▼▼▼

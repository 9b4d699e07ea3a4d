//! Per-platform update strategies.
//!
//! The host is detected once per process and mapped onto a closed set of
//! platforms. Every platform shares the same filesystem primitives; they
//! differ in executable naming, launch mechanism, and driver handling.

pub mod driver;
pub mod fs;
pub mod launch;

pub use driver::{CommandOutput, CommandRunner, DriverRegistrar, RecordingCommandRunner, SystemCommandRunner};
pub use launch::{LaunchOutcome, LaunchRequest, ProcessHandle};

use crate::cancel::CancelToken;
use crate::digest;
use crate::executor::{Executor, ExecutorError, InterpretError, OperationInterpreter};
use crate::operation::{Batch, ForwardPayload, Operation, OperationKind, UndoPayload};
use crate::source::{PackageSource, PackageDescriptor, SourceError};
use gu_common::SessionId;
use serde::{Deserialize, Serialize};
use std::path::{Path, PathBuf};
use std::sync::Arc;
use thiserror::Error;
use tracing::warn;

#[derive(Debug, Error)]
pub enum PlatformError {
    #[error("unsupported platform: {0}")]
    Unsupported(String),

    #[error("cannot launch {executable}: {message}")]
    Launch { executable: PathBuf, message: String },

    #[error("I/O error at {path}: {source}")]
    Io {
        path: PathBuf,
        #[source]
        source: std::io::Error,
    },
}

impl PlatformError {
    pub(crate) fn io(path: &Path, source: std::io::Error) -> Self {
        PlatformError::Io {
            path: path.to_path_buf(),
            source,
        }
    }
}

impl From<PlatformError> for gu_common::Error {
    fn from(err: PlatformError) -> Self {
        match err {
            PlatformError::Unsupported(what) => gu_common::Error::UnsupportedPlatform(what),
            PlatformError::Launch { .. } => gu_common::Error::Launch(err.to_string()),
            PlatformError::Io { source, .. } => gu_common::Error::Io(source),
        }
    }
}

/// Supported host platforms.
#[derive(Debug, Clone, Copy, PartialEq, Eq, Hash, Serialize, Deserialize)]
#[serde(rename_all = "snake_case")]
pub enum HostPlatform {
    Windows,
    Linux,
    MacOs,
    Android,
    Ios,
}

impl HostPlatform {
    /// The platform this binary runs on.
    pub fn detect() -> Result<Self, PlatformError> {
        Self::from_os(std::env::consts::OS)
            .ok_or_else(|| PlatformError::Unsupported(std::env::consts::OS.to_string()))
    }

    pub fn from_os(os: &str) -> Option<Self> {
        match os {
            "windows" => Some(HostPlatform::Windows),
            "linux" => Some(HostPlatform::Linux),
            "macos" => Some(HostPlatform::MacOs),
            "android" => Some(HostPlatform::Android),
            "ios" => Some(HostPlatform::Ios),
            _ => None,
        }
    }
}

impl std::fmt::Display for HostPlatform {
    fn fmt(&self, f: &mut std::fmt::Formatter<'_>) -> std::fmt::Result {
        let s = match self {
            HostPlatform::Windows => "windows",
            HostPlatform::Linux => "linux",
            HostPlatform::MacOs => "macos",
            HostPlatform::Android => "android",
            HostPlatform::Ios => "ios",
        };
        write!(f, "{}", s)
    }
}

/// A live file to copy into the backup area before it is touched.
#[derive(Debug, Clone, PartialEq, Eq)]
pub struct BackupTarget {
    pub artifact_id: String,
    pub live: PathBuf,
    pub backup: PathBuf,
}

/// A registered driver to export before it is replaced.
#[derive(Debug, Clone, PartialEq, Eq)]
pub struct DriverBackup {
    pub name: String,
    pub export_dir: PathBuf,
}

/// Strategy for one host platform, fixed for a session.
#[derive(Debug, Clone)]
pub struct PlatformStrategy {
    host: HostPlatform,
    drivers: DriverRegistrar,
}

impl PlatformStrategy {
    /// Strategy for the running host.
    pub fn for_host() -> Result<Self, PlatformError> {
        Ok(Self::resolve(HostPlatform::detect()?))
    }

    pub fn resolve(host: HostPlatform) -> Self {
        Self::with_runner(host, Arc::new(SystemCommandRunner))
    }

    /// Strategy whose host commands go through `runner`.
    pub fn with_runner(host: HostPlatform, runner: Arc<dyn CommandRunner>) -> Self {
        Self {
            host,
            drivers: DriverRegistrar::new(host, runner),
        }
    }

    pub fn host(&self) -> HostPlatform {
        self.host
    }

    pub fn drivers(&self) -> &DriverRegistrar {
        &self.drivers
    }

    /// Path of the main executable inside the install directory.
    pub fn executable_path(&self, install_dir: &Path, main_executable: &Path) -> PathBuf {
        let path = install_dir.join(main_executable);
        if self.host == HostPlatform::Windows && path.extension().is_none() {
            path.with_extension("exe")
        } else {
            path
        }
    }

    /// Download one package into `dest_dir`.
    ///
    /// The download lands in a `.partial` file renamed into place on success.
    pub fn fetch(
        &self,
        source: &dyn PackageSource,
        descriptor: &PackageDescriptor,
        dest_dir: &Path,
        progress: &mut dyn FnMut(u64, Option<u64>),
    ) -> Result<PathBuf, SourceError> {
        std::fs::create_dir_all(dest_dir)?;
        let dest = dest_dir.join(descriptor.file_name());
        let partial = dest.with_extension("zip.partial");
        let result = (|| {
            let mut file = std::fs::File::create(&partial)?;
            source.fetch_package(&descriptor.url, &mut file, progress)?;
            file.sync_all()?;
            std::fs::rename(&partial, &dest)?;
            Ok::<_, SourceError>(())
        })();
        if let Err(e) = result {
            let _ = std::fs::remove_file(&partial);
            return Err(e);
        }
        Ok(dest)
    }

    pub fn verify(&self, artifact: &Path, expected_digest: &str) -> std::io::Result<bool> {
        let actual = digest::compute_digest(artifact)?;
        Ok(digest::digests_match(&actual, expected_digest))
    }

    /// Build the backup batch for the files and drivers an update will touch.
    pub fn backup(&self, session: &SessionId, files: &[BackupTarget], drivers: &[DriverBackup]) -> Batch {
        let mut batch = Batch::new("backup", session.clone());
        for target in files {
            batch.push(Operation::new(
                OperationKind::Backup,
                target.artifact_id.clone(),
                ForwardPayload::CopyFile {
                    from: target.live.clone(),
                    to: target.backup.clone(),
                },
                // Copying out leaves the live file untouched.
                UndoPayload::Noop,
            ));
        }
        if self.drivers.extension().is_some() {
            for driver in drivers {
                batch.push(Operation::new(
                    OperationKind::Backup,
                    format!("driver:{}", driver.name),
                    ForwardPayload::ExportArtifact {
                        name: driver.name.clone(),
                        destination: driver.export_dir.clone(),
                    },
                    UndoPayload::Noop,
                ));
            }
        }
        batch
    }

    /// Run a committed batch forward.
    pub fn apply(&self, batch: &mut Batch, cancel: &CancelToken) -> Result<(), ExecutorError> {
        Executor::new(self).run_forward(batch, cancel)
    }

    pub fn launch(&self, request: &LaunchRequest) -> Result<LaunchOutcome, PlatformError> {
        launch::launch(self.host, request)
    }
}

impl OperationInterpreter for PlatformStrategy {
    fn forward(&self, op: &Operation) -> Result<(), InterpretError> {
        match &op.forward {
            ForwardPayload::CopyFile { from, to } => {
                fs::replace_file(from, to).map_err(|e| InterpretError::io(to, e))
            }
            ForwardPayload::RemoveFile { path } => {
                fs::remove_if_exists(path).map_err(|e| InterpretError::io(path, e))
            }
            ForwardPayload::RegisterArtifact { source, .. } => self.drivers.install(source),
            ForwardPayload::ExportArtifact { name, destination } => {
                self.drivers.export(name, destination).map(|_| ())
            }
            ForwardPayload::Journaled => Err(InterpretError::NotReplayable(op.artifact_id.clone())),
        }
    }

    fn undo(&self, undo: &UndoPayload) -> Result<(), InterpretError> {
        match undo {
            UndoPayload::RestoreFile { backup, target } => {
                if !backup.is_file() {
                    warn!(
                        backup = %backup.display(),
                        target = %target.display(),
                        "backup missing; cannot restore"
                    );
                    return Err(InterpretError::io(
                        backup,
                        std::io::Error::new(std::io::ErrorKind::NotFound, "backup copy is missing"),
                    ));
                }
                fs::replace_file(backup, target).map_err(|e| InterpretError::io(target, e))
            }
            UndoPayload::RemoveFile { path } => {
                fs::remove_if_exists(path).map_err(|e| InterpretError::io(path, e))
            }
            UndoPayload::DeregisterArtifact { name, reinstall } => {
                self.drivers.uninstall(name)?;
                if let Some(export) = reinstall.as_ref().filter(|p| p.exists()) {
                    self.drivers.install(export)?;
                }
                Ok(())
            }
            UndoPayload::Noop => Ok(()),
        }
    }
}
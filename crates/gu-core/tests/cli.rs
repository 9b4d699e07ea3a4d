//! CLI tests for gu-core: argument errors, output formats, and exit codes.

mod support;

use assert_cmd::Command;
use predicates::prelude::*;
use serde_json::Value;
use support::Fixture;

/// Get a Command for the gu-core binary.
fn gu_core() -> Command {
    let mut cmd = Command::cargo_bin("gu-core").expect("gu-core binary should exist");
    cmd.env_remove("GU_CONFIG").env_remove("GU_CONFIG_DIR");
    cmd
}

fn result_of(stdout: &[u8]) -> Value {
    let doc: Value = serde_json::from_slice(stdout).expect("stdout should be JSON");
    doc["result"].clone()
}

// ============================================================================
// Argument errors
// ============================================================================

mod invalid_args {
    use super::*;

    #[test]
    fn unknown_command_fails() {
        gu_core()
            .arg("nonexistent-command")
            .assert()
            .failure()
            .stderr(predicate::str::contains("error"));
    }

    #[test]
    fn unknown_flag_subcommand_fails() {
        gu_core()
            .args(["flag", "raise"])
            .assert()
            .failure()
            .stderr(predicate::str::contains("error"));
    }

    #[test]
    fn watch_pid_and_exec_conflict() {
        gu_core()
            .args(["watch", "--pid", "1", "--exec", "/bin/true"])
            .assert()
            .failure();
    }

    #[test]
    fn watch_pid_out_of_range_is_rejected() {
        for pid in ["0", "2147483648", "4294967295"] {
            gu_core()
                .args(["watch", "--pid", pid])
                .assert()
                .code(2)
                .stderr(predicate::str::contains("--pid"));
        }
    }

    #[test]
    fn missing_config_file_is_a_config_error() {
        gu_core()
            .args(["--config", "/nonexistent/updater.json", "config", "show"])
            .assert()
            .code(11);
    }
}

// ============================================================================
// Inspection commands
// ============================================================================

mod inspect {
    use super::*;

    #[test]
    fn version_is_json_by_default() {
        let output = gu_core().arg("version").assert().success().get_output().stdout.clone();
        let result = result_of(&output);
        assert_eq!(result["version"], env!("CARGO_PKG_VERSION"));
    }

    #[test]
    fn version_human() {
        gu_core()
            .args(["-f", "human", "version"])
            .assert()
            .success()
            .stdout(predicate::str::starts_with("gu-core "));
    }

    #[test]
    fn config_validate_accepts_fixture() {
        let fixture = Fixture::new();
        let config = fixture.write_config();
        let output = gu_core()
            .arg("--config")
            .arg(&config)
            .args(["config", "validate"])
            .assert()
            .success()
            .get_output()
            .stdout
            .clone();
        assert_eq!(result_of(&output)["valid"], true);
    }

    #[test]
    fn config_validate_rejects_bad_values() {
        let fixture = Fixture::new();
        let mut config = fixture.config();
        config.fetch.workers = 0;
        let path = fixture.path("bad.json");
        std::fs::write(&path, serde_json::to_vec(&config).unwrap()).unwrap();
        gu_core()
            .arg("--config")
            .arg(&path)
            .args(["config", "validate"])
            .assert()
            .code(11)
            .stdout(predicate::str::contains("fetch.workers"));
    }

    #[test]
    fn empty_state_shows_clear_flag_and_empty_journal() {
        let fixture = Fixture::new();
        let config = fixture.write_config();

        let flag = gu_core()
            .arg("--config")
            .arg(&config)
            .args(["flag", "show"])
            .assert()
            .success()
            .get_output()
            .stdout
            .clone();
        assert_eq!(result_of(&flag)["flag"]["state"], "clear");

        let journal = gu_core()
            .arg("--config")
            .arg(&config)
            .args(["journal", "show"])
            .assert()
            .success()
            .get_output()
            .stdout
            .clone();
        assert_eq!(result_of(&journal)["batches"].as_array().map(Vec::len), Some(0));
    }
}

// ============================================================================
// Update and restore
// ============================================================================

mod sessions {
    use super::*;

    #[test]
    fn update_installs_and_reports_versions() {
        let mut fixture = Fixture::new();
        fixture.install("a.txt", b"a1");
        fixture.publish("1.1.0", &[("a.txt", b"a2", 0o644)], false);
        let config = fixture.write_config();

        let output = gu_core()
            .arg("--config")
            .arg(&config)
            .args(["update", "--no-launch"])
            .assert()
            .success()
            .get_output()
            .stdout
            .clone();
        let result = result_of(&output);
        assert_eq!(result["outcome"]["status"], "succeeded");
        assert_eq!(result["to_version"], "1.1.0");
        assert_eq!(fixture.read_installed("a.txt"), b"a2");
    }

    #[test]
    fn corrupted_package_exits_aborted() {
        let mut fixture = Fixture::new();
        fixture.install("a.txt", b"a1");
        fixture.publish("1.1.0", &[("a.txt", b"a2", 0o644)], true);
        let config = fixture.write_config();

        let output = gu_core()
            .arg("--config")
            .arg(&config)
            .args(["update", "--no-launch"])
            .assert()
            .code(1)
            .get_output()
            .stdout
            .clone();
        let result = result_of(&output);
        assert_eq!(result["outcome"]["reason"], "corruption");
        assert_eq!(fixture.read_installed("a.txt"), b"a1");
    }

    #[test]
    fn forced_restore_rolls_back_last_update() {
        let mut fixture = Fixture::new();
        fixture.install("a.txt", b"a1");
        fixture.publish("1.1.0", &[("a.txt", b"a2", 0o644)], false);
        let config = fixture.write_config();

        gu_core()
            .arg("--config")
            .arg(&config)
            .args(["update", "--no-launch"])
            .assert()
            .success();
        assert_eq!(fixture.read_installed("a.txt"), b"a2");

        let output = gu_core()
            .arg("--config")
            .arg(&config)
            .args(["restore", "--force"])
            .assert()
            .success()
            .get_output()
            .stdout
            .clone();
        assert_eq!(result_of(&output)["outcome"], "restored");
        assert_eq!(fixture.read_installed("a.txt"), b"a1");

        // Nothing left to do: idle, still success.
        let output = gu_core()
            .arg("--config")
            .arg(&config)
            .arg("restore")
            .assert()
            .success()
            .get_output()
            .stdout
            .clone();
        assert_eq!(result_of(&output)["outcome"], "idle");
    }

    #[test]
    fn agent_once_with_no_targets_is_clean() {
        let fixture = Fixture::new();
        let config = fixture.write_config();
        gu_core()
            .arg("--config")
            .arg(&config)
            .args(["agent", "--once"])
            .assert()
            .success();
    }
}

▲▲▲

• **WHAT YOU WILL DO**
Keeping every character as it is, restate the lines above that run from the line with "the gu-core binary." through the line with "fn result_of(stdout: &[u8])", both included, and nothing else.

• **TASK RESPONSE**
/// Get a Command for the gu-core binary.
fn gu_core() -> Command {
    let mut cmd = Command::cargo_bin("gu-core").expect("gu-core binary should exist");
    cmd.env_remove("GU_CONFIG").env_remove("GU_CONFIG_DIR");
    cmd
}

fn result_of(stdout: &[u8]) -> Value {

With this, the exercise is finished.